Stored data

------

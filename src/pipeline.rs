// Copyright (c) 2024-2025 Jesse Morgan / Morgan Forge
// SPDX-License-Identifier: AGPL-3.0-or-later

//! Pipeline definition loading and script resolution.

use std::path::{Path, PathBuf};

use thiserror::Error;
use tracing::debug;
use url::Url;

use crate::types::{ArtifactError, PipcookScript, PipelineMeta, ScriptConfig, ScriptType};

#[derive(Debug, Error)]
pub enum PipelineError {
    #[error("failed to read pipeline file {}", path.display())]
    Io {
        path: PathBuf,
        #[source]
        source: std::io::Error,
    },

    #[error("invalid pipeline definition")]
    Parse(#[from] serde_json::Error),

    #[error("pipeline field `{field}` is empty")]
    EmptyField { field: &'static str },

    #[error("pipeline {field} `{value}` is not a valid url")]
    InvalidScriptUrl {
        field: String,
        value: String,
        #[source]
        source: url::ParseError,
    },

    #[error("invalid artifact at index {index}")]
    Artifact {
        index: usize,
        #[source]
        source: ArtifactError,
    },
}

impl PipelineMeta {
    pub fn from_json_str(json: &str) -> Result<Self, PipelineError> {
        Ok(serde_json::from_str(json)?)
    }

    /// Read and parse the pipeline definition at `path`.
    pub fn load(path: &Path) -> Result<Self, PipelineError> {
        let content = std::fs::read_to_string(path).map_err(|source| PipelineError::Io {
            path: path.to_path_buf(),
            source,
        })?;
        Self::from_json_str(&content)
    }

    /// Check the fields a run needs: model and dataflow entries are URLs,
    /// the data source is non-empty, every artifact processor parses.
    pub fn validate(&self) -> Result<(), PipelineError> {
        if self.data_source.trim().is_empty() {
            return Err(PipelineError::EmptyField { field: "dataSource" });
        }
        if self.model.trim().is_empty() {
            return Err(PipelineError::EmptyField { field: "model" });
        }
        parse_script_url("model", &self.model)?;
        for (i, flow) in self.dataflow.iter().flatten().enumerate() {
            parse_script_url(&format!("dataflow[{i}]"), flow)?;
        }
        for (index, artifact) in self.artifacts.iter().enumerate() {
            artifact
                .plugin()
                .map_err(|source| PipelineError::Artifact { index, source })?;
        }
        Ok(())
    }

    /// True when the data source is a script URL rather than a query string.
    pub fn has_data_source_script(&self) -> bool {
        data_source_url(&self.data_source).is_some()
    }
}

/// A data source that parses as a hierarchical absolute URL names a script;
/// anything else (e.g. `select * from t`) is a query.
fn data_source_url(data_source: &str) -> Option<Url> {
    Url::parse(data_source.trim())
        .ok()
        .filter(|url| !url.cannot_be_a_base())
}

fn parse_script_url(field: &str, value: &str) -> Result<Url, PipelineError> {
    Url::parse(value.trim()).map_err(|source| PipelineError::InvalidScriptUrl {
        field: field.to_string(),
        value: value.to_string(),
        source,
    })
}

const FALLBACK_SCRIPT_FILE: &str = "script";

/// A script name usable as a single path component.
fn script_file_name(name: &str) -> &str {
    let unusable = name.is_empty() || name == "." || name == ".." || name.contains(['/', '\\']);
    if unusable {
        FALLBACK_SCRIPT_FILE
    } else {
        name
    }
}

/// Build the [`ScriptConfig`] for `meta`.
///
/// Each stage gets its own directory under `scripts_root` (`datasource`,
/// `dataflow-<i>`, `model`), so scripts sharing a file name never collide.
pub fn resolve_scripts(meta: &PipelineMeta, scripts_root: &Path) -> Result<ScriptConfig, PipelineError> {
    let script = |url: &Url, script_type, stage_dir: &str| {
        let mut script = PipcookScript::from_url(url, script_type, PathBuf::new());
        script.path = scripts_root.join(stage_dir).join(script_file_name(&script.name));
        script
    };

    let data_source = data_source_url(&meta.data_source)
        .map(|url| script(&url, ScriptType::DataSource, "datasource"));
    if data_source.is_none() {
        debug!("Data source is not a url, no script to fetch");
    }

    let dataflow = meta
        .dataflow
        .iter()
        .flatten()
        .enumerate()
        .map(|(i, flow)| {
            parse_script_url(&format!("dataflow[{i}]"), flow)
                .map(|url| script(&url, ScriptType::Dataflow, &format!("dataflow-{i}")))
        })
        .collect::<Result<Vec<_>, _>>()?;

    let model = script(&parse_script_url("model", &meta.model)?, ScriptType::Model, "model");

    Ok(ScriptConfig {
        data_source,
        dataflow,
        model,
    })
}

#[cfg(test)]
mod tests {
    use super::*;
    use crate::types::QueryValue;
    use tempfile::TempDir;

    const PIPELINE: &str = r#"{
        "specVersion": "2.0",
        "dataSource": "https://cdn.example.com/scripts/datasource.js?url=https://data.example.com/mnist.zip",
        "dataflow": ["https://cdn.example.com/scripts/resize.js?size=224&size=224"],
        "model": "https://cdn.example.com/scripts/model.js",
        "artifacts": [{ "processor": "pipcook-ali-oss-uploader@0.0.3", "target": "oss://bucket" }],
        "options": { "framework": "tfjs", "train": { "epochs": 10 } }
    }"#;

    #[test]
    fn test_load_and_validate() {
        let dir = TempDir::new().unwrap();
        let path = dir.path().join("pipeline.json");
        std::fs::write(&path, PIPELINE).unwrap();

        let meta = PipelineMeta::load(&path).unwrap();
        meta.validate().unwrap();
        assert!(meta.has_data_source_script());
        assert_eq!(meta.options["train"]["epochs"], 10);
        assert_eq!(meta.artifacts[0].options["target"], "oss://bucket");
    }

    #[test]
    fn test_load_missing_file() {
        let dir = TempDir::new().unwrap();
        let err = PipelineMeta::load(&dir.path().join("nope.json")).unwrap_err();
        assert!(matches!(err, PipelineError::Io { .. }));
    }

    #[test]
    fn test_missing_model_is_parse_error() {
        let err = PipelineMeta::from_json_str(r#"{ "dataSource": "select 1" }"#).unwrap_err();
        assert!(matches!(err, PipelineError::Parse(_)));
    }

    #[test]
    fn test_resolve_scripts() {
        let meta = PipelineMeta::from_json_str(PIPELINE).unwrap();
        let scripts = resolve_scripts(&meta, Path::new("/work/scripts")).unwrap();

        let ds = scripts.data_source.as_ref().unwrap();
        assert_eq!(ds.name, "datasource.js");
        assert_eq!(ds.path, PathBuf::from("/work/scripts/datasource/datasource.js"));
        assert_eq!(ds.script_type, ScriptType::DataSource);
        assert_eq!(
            ds.query["url"],
            QueryValue::Single("https://data.example.com/mnist.zip".to_string())
        );

        assert_eq!(scripts.dataflow.len(), 1);
        assert_eq!(
            scripts.dataflow[0].query["size"],
            QueryValue::Multiple(vec!["224".to_string(), "224".to_string()])
        );
        assert_eq!(
            scripts.dataflow[0].path,
            PathBuf::from("/work/scripts/dataflow-0/resize.js")
        );
        assert_eq!(scripts.model.path, PathBuf::from("/work/scripts/model/model.js"));
        assert_eq!(scripts.stages().count(), 3);
    }

    #[test]
    fn test_resolve_scripts_same_file_name_per_stage() {
        let meta = PipelineMeta::from_json_str(
            r#"{
                "dataSource": "https://cdn.example.com/datasource/index.js",
                "dataflow": ["https://cdn.example.com/a/index.js", "https://cdn.example.com/b/index.js"],
                "model": "https://cdn.example.com/model/index.js"
            }"#,
        )
        .unwrap();
        let scripts = resolve_scripts(&meta, Path::new("/s")).unwrap();

        let paths: Vec<&PathBuf> = scripts.stages().map(|s| &s.path).collect();
        assert_eq!(paths.len(), 4);
        let unique: std::collections::HashSet<_> = paths.iter().collect();
        assert_eq!(unique.len(), 4);
        assert!(paths.iter().all(|p| p.starts_with("/s") && p.as_path() != Path::new("/s")));
        assert_eq!(scripts.dataflow[1].path, PathBuf::from("/s/dataflow-1/index.js"));
    }

    #[test]
    fn test_resolve_scripts_unusable_name_falls_back() {
        let meta = PipelineMeta::from_json_str(
            r#"{ "dataSource": "select 1", "dataflow": ["https://x.com/a%2F..%2Fb.js"], "model": "file:///" }"#,
        )
        .unwrap();
        let scripts = resolve_scripts(&meta, Path::new("/s")).unwrap();

        assert_eq!(scripts.model.name, "");
        assert_eq!(scripts.model.path, PathBuf::from("/s/model/script"));
        assert_eq!(scripts.dataflow[0].path, PathBuf::from("/s/dataflow-0/script"));
    }

    #[test]
    fn test_sql_data_source_has_no_script() {
        let meta = PipelineMeta::from_json_str(
            r#"{ "dataSource": "select * from images", "dataflow": null, "model": "https://x.com/model.js" }"#,
        )
        .unwrap();
        meta.validate().unwrap();
        assert!(!meta.has_data_source_script());

        let scripts = resolve_scripts(&meta, Path::new("/s")).unwrap();
        assert!(scripts.data_source.is_none());
        assert!(scripts.dataflow.is_empty());
        assert_eq!(scripts.stages().count(), 1);
    }

    #[test]
    fn test_validate_rejects_bad_fields() {
        let mut meta = PipelineMeta::from_json_str(PIPELINE).unwrap();
        meta.model = "model.js".to_string();
        assert!(matches!(meta.validate(), Err(PipelineError::InvalidScriptUrl { .. })));

        let mut meta = PipelineMeta::from_json_str(PIPELINE).unwrap();
        meta.data_source = "  ".to_string();
        assert!(matches!(
            meta.validate(),
            Err(PipelineError::EmptyField { field: "dataSource" })
        ));

        let mut meta = PipelineMeta::from_json_str(PIPELINE).unwrap();
        meta.artifacts[0].processor = "uploader".to_string();
        assert!(matches!(meta.validate(), Err(PipelineError::Artifact { index: 0, .. })));
    }
}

------

> **INSTRUCTIONS FOR THE TASK**
Work through the entries above and report the number of lines that include "https", with nothing else.

> **SOLUTION TO THIS PROBLEM**
9